//! Per-radio host services
//!
//! [`NodeHal`] implements every [`Hal`](crate::radio::Hal) trait by
//! recording. Interrupts, power transitions and medium requests are logged
//! with the cycle they happened at; scheduled events collect in `outbox`
//! until the owner (a test or the [`Network`](super::network::Network))
//! picks them up.

use super::memory::RegisterMemory;
use crate::constants::TRXFBST;
use crate::radio::{
    InterruptSink, InterruptVector, Medium, PowerObserver, PowerState, RadioEvent, RegisterFile,
    Scheduler,
};

/// A transmission registered with the medium
#[derive(Debug, Clone, Copy, PartialEq)]
pub struct TxRegistration {
    pub power_dbm: f64,
    pub frequency_mhz: f64,
    pub lead_cycles: u64,
    /// Cycle at which the first preamble byte is due
    pub first_byte_at: u64,
}

/// What the radio currently has registered with the medium
#[derive(Debug, Clone, Copy, Default, PartialEq)]
pub struct MediumState {
    pub transmitting: Option<TxRegistration>,
    /// Receive frequency in MHz
    pub receiving: Option<f64>,
}

/// A call the radio made on the medium
#[derive(Debug, Clone, Copy, PartialEq)]
pub enum MediumRequest {
    BeginTransmit {
        power_dbm: f64,
        frequency_mhz: f64,
        lead_cycles: u64,
    },
    EndTransmit,
    BeginReceive {
        frequency_mhz: f64,
    },
    EndReceive,
}

/// Recording host for one radio
#[derive(Debug, Clone, Default)]
pub struct NodeHal {
    pub registers: RegisterMemory,
    /// Current cycle, maintained by the owner
    pub now: u64,
    pub interrupts: Vec<(u64, InterruptVector)>,
    /// Scheduled events with their delay in cycles
    pub outbox: Vec<(RadioEvent, u64)>,
    pub medium: MediumState,
    pub medium_log: Vec<(u64, MediumRequest)>,
    pub power_log: Vec<(u64, PowerState)>,
}

impl NodeHal {
    pub fn new() -> Self {
        Self::default()
    }

    /// Posted vectors in order, without timestamps
    pub fn interrupt_vectors(&self) -> Vec<InterruptVector> {
        self.interrupts.iter().map(|&(_, v)| v).collect()
    }

    /// How many times `vector` was posted
    pub fn interrupt_count(&self, vector: InterruptVector) -> usize {
        self.interrupts.iter().filter(|&&(_, v)| v == vector).count()
    }

    /// Place a PSDU (without FCS) in the frame buffer the way firmware does:
    /// PHY length first, counting the two FCS octets.
    pub fn load_frame(&mut self, psdu: &[u8]) {
        let length = (psdu.len() + 2).min(u8::MAX as usize) as u8;
        self.registers.write(TRXFBST, length);
        self.registers.write_block(TRXFBST + 1, psdu);
    }

    /// Hand over the scheduled events collected so far
    pub fn take_outbox(&mut self) -> Vec<(RadioEvent, u64)> {
        std::mem::take(&mut self.outbox)
    }
}

impl RegisterFile for NodeHal {
    fn read_data_byte(&self, addr: u16) -> u8 {
        self.registers.read(addr)
    }

    fn write_data_byte(&mut self, addr: u16, value: u8) {
        self.registers.write(addr, value);
    }
}

impl InterruptSink for NodeHal {
    fn post_interrupt(&mut self, vector: InterruptVector) {
        self.interrupts.push((self.now, vector));
    }
}

impl Medium for NodeHal {
    fn begin_transmit(&mut self, power_dbm: f64, frequency_mhz: f64, lead_cycles: u64) {
        self.medium.transmitting = Some(TxRegistration {
            power_dbm,
            frequency_mhz,
            lead_cycles,
            first_byte_at: self.now + lead_cycles,
        });
        self.medium_log.push((
            self.now,
            MediumRequest::BeginTransmit {
                power_dbm,
                frequency_mhz,
                lead_cycles,
            },
        ));
    }

    fn end_transmit(&mut self) {
        self.medium.transmitting = None;
        self.medium_log.push((self.now, MediumRequest::EndTransmit));
    }

    fn begin_receive(&mut self, frequency_mhz: f64) {
        self.medium.receiving = Some(frequency_mhz);
        self.medium_log
            .push((self.now, MediumRequest::BeginReceive { frequency_mhz }));
    }

    fn end_receive(&mut self) {
        self.medium.receiving = None;
        self.medium_log.push((self.now, MediumRequest::EndReceive));
    }
}

impl Scheduler for NodeHal {
    fn schedule(&mut self, event: RadioEvent, delay_cycles: u64) {
        self.outbox.push((event, delay_cycles));
    }
}

impl PowerObserver for NodeHal {
    fn transition(&mut self, state: PowerState) {
        self.power_log.push((self.now, state));
    }
}

#[cfg(test)]
mod tests {
    use super::*;

    #[test]
    fn test_load_frame_layout() {
        let mut hal = NodeHal::new();
        hal.load_frame(&[0x41, 0x88, 0x07]);
        assert_eq!(hal.registers.read_block(TRXFBST, 4), vec![5, 0x41, 0x88, 0x07]);
    }

    #[test]
    fn test_records_with_timestamps() {
        let mut hal = NodeHal::new();
        hal.now = 1000;
        hal.begin_transmit(0.0, 2405.0, 64);
        hal.post_interrupt(InterruptVector::TxEnd);
        hal.transition(PowerState::Idle);
        hal.end_transmit();

        assert_eq!(hal.medium.transmitting, None);
        assert_eq!(hal.medium_log.len(), 2);
        assert_eq!(hal.interrupts, vec![(1000, InterruptVector::TxEnd)]);
        assert_eq!(hal.power_log, vec![(1000, PowerState::Idle)]);
        assert_eq!(hal.interrupt_count(InterruptVector::TxEnd), 1);
    }

    #[test]
    fn test_first_byte_time() {
        let mut hal = NodeHal::new();
        hal.now = 500;
        hal.begin_transmit(3.5, 2480.0, 4032);
        let tx = hal.medium.transmitting.unwrap();
        assert_eq!(tx.first_byte_at, 4532);
    }

    #[test]
    fn test_take_outbox_drains() {
        let mut hal = NodeHal::new();
        hal.schedule(RadioEvent::WakeUp, 10);
        assert_eq!(hal.take_outbox(), vec![(RadioEvent::WakeUp, 10)]);
        assert!(hal.outbox.is_empty());
    }
}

--------------------------------------------------

#### Required action
Set the entries down again exactly, beginning with their first line and ending with the line that contains "with the cycle"; omit all other lines.

#### Reply
//! Per-radio host services
//!
//! [`NodeHal`] implements every [`Hal`](crate::radio::Hal) trait by
//! recording. Interrupts, power transitions and medium requests are logged
//! with the cycle they happened at; scheduled events collect in `outbox`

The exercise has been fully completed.